BEGIN Records shown

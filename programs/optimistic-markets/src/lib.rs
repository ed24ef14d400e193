//! Client-side decision core for optimistic-oracle binary markets.
//!
//! Every poll hands the crate a ledger snapshot and the wall clock; the crate
//! answers what phase the market is in, what the viewer may do, who wins a
//! disputed vote, and what each participant is owed. Submitting anything to
//! the ledger is the caller's job.
//!
//! Lifecycle:
//!
//!   TradingOpen → AwaitingProposal → DisputeWindow ─┬→ ReadyToFinalizeUndisputed ─┐
//!                                                   └→ AwaitingJury → JuryVoting   │
//!                                                        │   → ReadyToFinalizeDispute
//!                                                        └→ Expired                 ↓
//!                                                                              Finalized

use anchor_lang::prelude::*;

pub mod actions;
pub mod constants;
pub mod display;
pub mod errors;
pub mod phase;
pub mod settlement;
pub mod state;
pub mod store;
pub mod tally;
pub mod timing;
pub mod view;

pub use actions::{
    account_actions, authorize, authorize_account, legal_actions, Action, ActionRequest, GateContext,
    Intent, ViewerRoles,
};
pub use errors::OracleMarketsError;
pub use phase::{resolve, MarketFilter, Phase};
pub use state::*;
pub use store::{AccountFlags, AccountStateStore, MemoryStore};
pub use view::MarketView;

/// Evaluate a batch of polled markets for one viewer.
///
/// A market whose settlement math fails is logged and skipped; the others
/// still render.
pub fn evaluate_markets<S: AccountStateStore>(
    snapshots: &[MarketSnapshot],
    viewer: &AccountSnapshot,
    store: &mut S,
    config: &ProtocolConfig,
    now: i64,
) -> Vec<MarketView> {
    snapshots
        .iter()
        .filter_map(|snapshot| {
            match MarketView::evaluate(snapshot, viewer, store, config, now) {
                Ok(view) => Some(view),
                Err(e) => {
                    msg!("Market #{} skipped: {}", snapshot.market_id, e);
                    None
                }
            }
        })
        .collect()
}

END Records shown

What the exercise asks:
Starting at the top of the listing above, write out every line exactly as it appears.

Result:
filename programs/optimistic-markets/src/lib.rs
repository ed24ef14d400e193
//! Client-side decision core for optimistic-oracle binary markets.
//!
//! Every poll hands the crate a ledger snapshot and the wall clock; the crate
//! answers what phase the market is in, what the viewer may do, who wins a
//! disputed vote, and what each participant is owed. Submitting anything to
//! the ledger is the caller's job.
//!
//! Lifecycle:
//!
//!   TradingOpen → AwaitingProposal → DisputeWindow ─┬→ ReadyToFinalizeUndisputed ─┐
//!                                                   └→ AwaitingJury → JuryVoting   │
//!                                                        │   → ReadyToFinalizeDispute
//!                                                        └→ Expired                 ↓
//!                                                                              Finalized

use anchor_lang::prelude::*;

pub mod actions;
pub mod constants;
pub mod display;
pub mod errors;
pub mod phase;
pub mod settlement;
pub mod state;
pub mod store;
pub mod tally;
pub mod timing;
pub mod view;

pub use actions::{
    account_actions, authorize, authorize_account, legal_actions, Action, ActionRequest, GateContext,
    Intent, ViewerRoles,
};
pub use errors::OracleMarketsError;
pub use phase::{resolve, MarketFilter, Phase};
pub use state::*;
pub use store::{AccountFlags, AccountStateStore, MemoryStore};
pub use view::MarketView;

/// Evaluate a batch of polled markets for one viewer.
///
/// A market whose settlement math fails is logged and skipped; the others
/// still render.
pub fn evaluate_markets<S: AccountStateStore>(
    snapshots: &[MarketSnapshot],
    viewer: &AccountSnapshot,
    store: &mut S,
    config: &ProtocolConfig,
    now: i64,
) -> Vec<MarketView> {
    snapshots
        .iter()
        .filter_map(|snapshot| {
            match MarketView::evaluate(snapshot, viewer, store, config, now) {
                Ok(view) => Some(view),
                Err(e) => {
                    msg!("Market #{} skipped: {}", snapshot.market_id, e);
                    None
                }
            }
        })
        .collect()
}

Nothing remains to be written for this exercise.